[ACTION ITEM]
The answer is the set of lines that include "hash", copied from the data below.

[TASK MATERIAL]
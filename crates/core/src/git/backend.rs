//! Distributed backend: a git checkout, optionally mirroring a Subversion
//! repository through `git svn`.
//!
//! Working-tree operations go through the git command line via the
//! [`Executive`]; configuration, branch and repository-state queries use
//! `git2` directly.

use std::path::{Path, PathBuf};
use std::sync::Arc;

use git2::{BranchType, ErrorCode, Repository, RepositoryState};
use tracing::{debug, info, instrument, warn};

use crate::classify::ErrorClassifier;
use crate::config::ScmConfig;
use crate::errors::{ExecError, ScmError};
use crate::exec::{ExecRequest, Executive};
use crate::scm::{
    realm_in_credential_store, sorted_paths, BackendKind, LocalCommits, Revision, Scm,
};

pub const DRY_RUN_COMMIT_TEXT: &str = "Dry run, no remote commit.\nCommitted r0";

/// stderr fragments printed by `git show` for a path or revision that does
/// not exist.
const NOT_FOUND_SIGNATURES: &[&str] = &[
    "does not exist in",
    "exists on disk, but not in",
    "bad revision",
    "invalid object name",
];

/// A git working tree rooted at `root`.
pub struct GitBackend {
    root: PathBuf,
    exec: Arc<dyn Executive>,
    config: ScmConfig,
    classifier: ErrorClassifier,
}

impl GitBackend {
    pub fn new(root: impl Into<PathBuf>, exec: Arc<dyn Executive>, config: ScmConfig) -> Self {
        let root = root.into();
        info!(root = %root.display(), "using git backend");
        Self {
            root,
            exec,
            config,
            classifier: ErrorClassifier::for_backend(BackendKind::Git),
        }
    }

    pub fn config(&self) -> &ScmConfig {
        &self.config
    }

    fn git(&self) -> ExecRequest {
        ExecRequest::new(&self.config.tools.git).current_dir(&self.root)
    }

    fn run(&self, request: ExecRequest) -> Result<String, ScmError> {
        Ok(self.exec.run_text(&request)?)
    }

    fn repo(&self) -> Result<Repository, ScmError> {
        Ok(Repository::open(&self.root)?)
    }

    /// Map a revision onto a git commitish. Subversion numbers are looked up
    /// in the `git svn` metadata.
    pub fn commitish_for(&self, revision: &Revision) -> Result<String, ScmError> {
        match revision {
            Revision::Commitish(c) => Ok(c.clone()),
            Revision::Number(n) => {
                let output = self.run(self.git().args(["svn", "find-rev"]).arg(format!("r{}", n)))?;
                let hash = output.trim();
                if hash.is_empty() {
                    return Err(ScmError::NotFound {
                        path: self.root.display().to_string(),
                        revision: format!("r{}", n),
                        detail: "no git commit mirrors this svn revision".into(),
                    });
                }
                debug!(revision = n, %hash, "mapped svn revision");
                Ok(hash.to_string())
            }
        }
    }

    /// Whether this checkout mirrors a Subversion repository.
    pub fn has_svn_remote(&self) -> Result<bool, ScmError> {
        Ok(self.read_config("svn-remote.svn.url")?.is_some())
    }

    fn with_paths(&self, request: ExecRequest, paths: &[&str]) -> Result<(), ScmError> {
        if paths.is_empty() {
            return Ok(());
        }
        self.run(request.args(paths.iter().copied()))?;
        Ok(())
    }
}

fn is_not_found(err: &ExecError) -> bool {
    match err {
        ExecError::CommandFailed { stderr, .. } => {
            let stderr = stderr.to_lowercase();
            NOT_FOUND_SIGNATURES.iter().any(|sig| stderr.contains(sig))
        }
        _ => false,
    }
}

fn non_empty_lines(output: &str) -> impl Iterator<Item = String> + '_ {
    output
        .lines()
        .map(str::trim_end)
        .filter(|l| !l.is_empty())
        .map(str::to_string)
}

/// Parse `git diff --name-status` output for the given status letters.
fn parse_name_status(output: &str, codes: &str) -> Vec<String> {
    output
        .lines()
        .filter_map(|line| {
            let (status, path) = line.split_once('\t')?;
            let code = status.chars().next()?;
            (codes.contains(code) && status.len() == 1).then(|| path.to_string())
        })
        .collect()
}

/// Revision number from `git svn dcommit` output.
fn parse_dcommit_revision(text: &str) -> Option<u64> {
    text.lines()
        .filter_map(|line| line.trim_end().strip_prefix("Committed r"))
        .find_map(|rest| rest.parse().ok())
}

impl Scm for GitBackend {
    fn kind(&self) -> BackendKind {
        BackendKind::Git
    }

    fn checkout_root(&self) -> &Path {
        &self.root
    }

    fn as_local_commits(&self) -> Option<&dyn LocalCommits> {
        Some(self)
    }

    fn changed_files(&self) -> Result<Vec<String>, ScmError> {
        let output = self.run(self.git().args(["diff", "--name-status", "HEAD"]))?;
        Ok(sorted_paths(parse_name_status(&output, "ADM")))
    }

    fn added_files(&self) -> Result<Vec<String>, ScmError> {
        let output = self.run(self.git().args(["diff", "--name-status", "HEAD"]))?;
        Ok(sorted_paths(parse_name_status(&output, "A")))
    }

    fn changed_files_for_revision(&self, revision: &Revision) -> Result<Vec<String>, ScmError> {
        let commit = self.commitish_for(revision)?;
        let output = self.run(self.git().args([
            "diff-tree",
            "--no-commit-id",
            "--name-only",
            "-r",
            "--root",
            commit.as_str(),
        ]))?;
        Ok(sorted_paths(non_empty_lines(&output)))
    }

    fn contents_at_revision(&self, path: &str, revision: &Revision) -> Result<Vec<u8>, ScmError> {
        let commit = self.commitish_for(revision)?;
        let request = self.git().arg("show").arg(format!("{}:{}", commit, path));
        match self.exec.run(&request) {
            Ok(output) => Ok(output.stdout),
            Err(err) if is_not_found(&err) => Err(ScmError::NotFound {
                path: path.to_string(),
                revision: revision.to_string(),
                detail: err.output(),
            }),
            Err(err) => Err(err.into()),
        }
    }

    fn diff_for_revision(&self, revision: &Revision) -> Result<String, ScmError> {
        let commit = self.commitish_for(revision)?;
        self.create_patch_from_local_commit(&commit)
    }

    fn apply_reverse_diff(&self, revision: &Revision) -> Result<(), ScmError> {
        let commit = self.commitish_for(revision)?;
        info!(%commit, "reverting commit in working tree");
        self.run(self.git().args(["revert", "--no-commit", commit.as_str()]))?;
        Ok(())
    }

    fn create_patch(&self) -> Result<String, ScmError> {
        self.run(self.git().args(["diff", "--binary", "--no-ext-diff", "HEAD"]))
    }

    #[instrument(skip(self, message))]
    fn commit_with_message(
        &self,
        message: &str,
        username: Option<&str>,
        dry_run: bool,
    ) -> Result<String, ScmError> {
        if dry_run {
            info!("dry run, skipping git commit");
            return Ok(DRY_RUN_COMMIT_TEXT.to_string());
        }
        let commit_output = self
            .exec
            .run_text(&self.git().args(["commit", "--all", "-F", "-"]).stdin(message))
            .map_err(|e| self.classifier.classify(e))?;
        if !self.has_svn_remote()? {
            info!("committed locally, no svn remote configured");
            return Ok(commit_output);
        }
        let mut dcommit = self.git().args(["svn", "dcommit"]);
        if let Some(user) = username {
            dcommit = dcommit.args(["--username", user]);
        }
        let output = self
            .exec
            .run_text(&dcommit)
            .map_err(|e| self.classifier.classify(e))?;
        info!(revision = ?parse_dcommit_revision(&output), "git svn dcommit succeeded");
        Ok(output)
    }

    fn revision_from_commit_text(&self, text: &str) -> Option<u64> {
        parse_dcommit_revision(text)
    }

    fn add(&self, paths: &[&str]) -> Result<(), ScmError> {
        self.with_paths(self.git().arg("add"), paths)
    }

    fn delete(&self, paths: &[&str]) -> Result<(), ScmError> {
        self.with_paths(self.git().args(["rm", "-f", "--ignore-unmatch", "--"]), paths)
    }

    fn revert_files(&self, paths: &[&str]) -> Result<(), ScmError> {
        self.with_paths(self.git().args(["checkout", "HEAD", "--"]), paths)
    }

    fn clean_working_directory(&self) -> Result<(), ScmError> {
        self.run(self.git().args(["reset", "--hard", "HEAD"]))?;
        if self.rebase_in_progress()? {
            info!("aborting interrupted rebase");
            self.run(self.git().args(["rebase", "--abort"]))?;
        }
        if self.repo()?.state() == RepositoryState::Merge {
            info!("aborting interrupted merge");
            self.run(self.git().args(["merge", "--abort"]))?;
        }
        Ok(())
    }

    fn last_commit_log(&self) -> Result<String, ScmError> {
        self.run(self.git().args(["log", "-1"]))
    }

    fn commit_log(&self, revision: &Revision) -> Result<String, ScmError> {
        let commit = self.commitish_for(revision)?;
        self.run(self.git().args(["log", "-1", commit.as_str()]))
    }

    fn committer_email_for_revision(&self, revision: &Revision) -> Result<String, ScmError> {
        let commitish = self.commitish_for(revision)?;
        let repo = self.repo()?;
        let commit = repo.revparse_single(&commitish)?.peel_to_commit()?;
        let email = commit.committer().email().unwrap_or_default().to_string();
        Ok(email)
    }

    fn has_authorization_for_realm(&self, home_directory: &Path) -> Result<bool, ScmError> {
        realm_in_credential_store(home_directory, &self.config.svn.server_realm)
    }
}

impl LocalCommits for GitBackend {
    fn local_commits(&self) -> Result<Vec<String>, ScmError> {
        let branch = self.svn_branch_name()?;
        let output = self.run(
            self.git()
                .args(["log", "--pretty=oneline"])
                .arg(format!("HEAD...{}", branch)),
        )?;
        Ok(non_empty_lines(&output).collect())
    }

    fn discard_local_commits(&self) -> Result<(), ScmError> {
        let branch = self.svn_branch_name()?;
        info!(%branch, "discarding local commits");
        self.run(self.git().args(["reset", "--hard", branch.as_str()]))?;
        Ok(())
    }

    fn rebase_in_progress(&self) -> Result<bool, ScmError> {
        let repo = self.repo()?;
        let git_dir = repo.path();
        Ok(git_dir.join("rebase-apply").exists() || git_dir.join("rebase-merge").exists())
    }

    fn delete_branch(&self, name: &str) -> Result<(), ScmError> {
        let repo = self.repo()?;
        let mut branch = repo.find_branch(name, BranchType::Local)?;
        branch.delete()?;
        info!(name, "deleted branch");
        Ok(())
    }

    fn commit_ids_from_commitish_arguments(&self, args: &[&str]) -> Result<Vec<String>, ScmError> {
        let default_range;
        let args = if args.is_empty() {
            default_range = format!("{}..HEAD", self.svn_branch_name()?);
            vec![default_range.as_str()]
        } else {
            args.to_vec()
        };

        let mut ids = Vec::new();
        for commitish in args {
            if commitish.contains("...") {
                return Err(ScmError::InvalidArgument(format!(
                    "'...' is not supported (found in '{}'). Did you mean '..'?",
                    commitish
                )));
            }
            if commitish.contains("..") {
                let output = self.run(self.git().args(["rev-list", commitish]))?;
                let mut range: Vec<String> = non_empty_lines(&output).collect();
                range.reverse();
                ids.extend(range);
            } else {
                let output = self.run(self.git().args(["rev-parse", "--revs-only", commitish]))?;
                ids.extend(non_empty_lines(&output));
            }
        }
        debug!(count = ids.len(), "resolved commit ids");
        Ok(ids)
    }

    fn read_config(&self, key: &str) -> Result<Option<String>, ScmError> {
        let repo = self.repo()?;
        let snapshot = repo.config()?.snapshot()?;
        match snapshot.get_string(key) {
            Ok(value) => Ok(Some(value)),
            Err(e) if e.code() == ErrorCode::NotFound => Ok(None),
            Err(e) => Err(e.into()),
        }
    }

    fn svn_branch_name(&self) -> Result<String, ScmError> {
        if let Some(fetch) = self.read_config("svn-remote.svn.fetch")? {
            // trunk:refs/remotes/trunk
            if let Some((_, remote_ref)) = fetch.split_once(':') {
                let name = remote_ref.strip_prefix("refs/remotes/").unwrap_or(remote_ref);
                if !name.is_empty() {
                    return Ok(name.to_string());
                }
            }
            warn!(%fetch, "unrecognised svn-remote.svn.fetch value");
        }
        let output = self.run(self.git().args(["rev-parse", "--abbrev-ref", "@{upstream}"]))?;
        let upstream = output.trim();
        if upstream.is_empty() {
            return Err(ScmError::Parse("no upstream branch configured".into()));
        }
        Ok(upstream.to_string())
    }

    fn svn_merge_base(&self) -> Result<String, ScmError> {
        let branch = self.svn_branch_name()?;
        let output = self.run(self.git().args(["merge-base", branch.as_str(), "HEAD"]))?;
        Ok(output.trim().to_string())
    }

    fn create_patch_from_local_commit(&self, commitish: &str) -> Result<String, ScmError> {
        self.run(self.git().args(["diff", "--binary"]).arg(format!("{}^!", commitish)))
    }

    fn create_patch_since_local_commit(&self, commitish: &str) -> Result<String, ScmError> {
        self.run(self.git().args(["diff", "--binary"]).arg(format!("{}..", commitish)))
    }
}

[EXERCISE OUTPUT]
                let hash = output.trim();
                if hash.is_empty() {
                debug!(revision = n, %hash, "mapped svn revision");
                Ok(hash.to_string())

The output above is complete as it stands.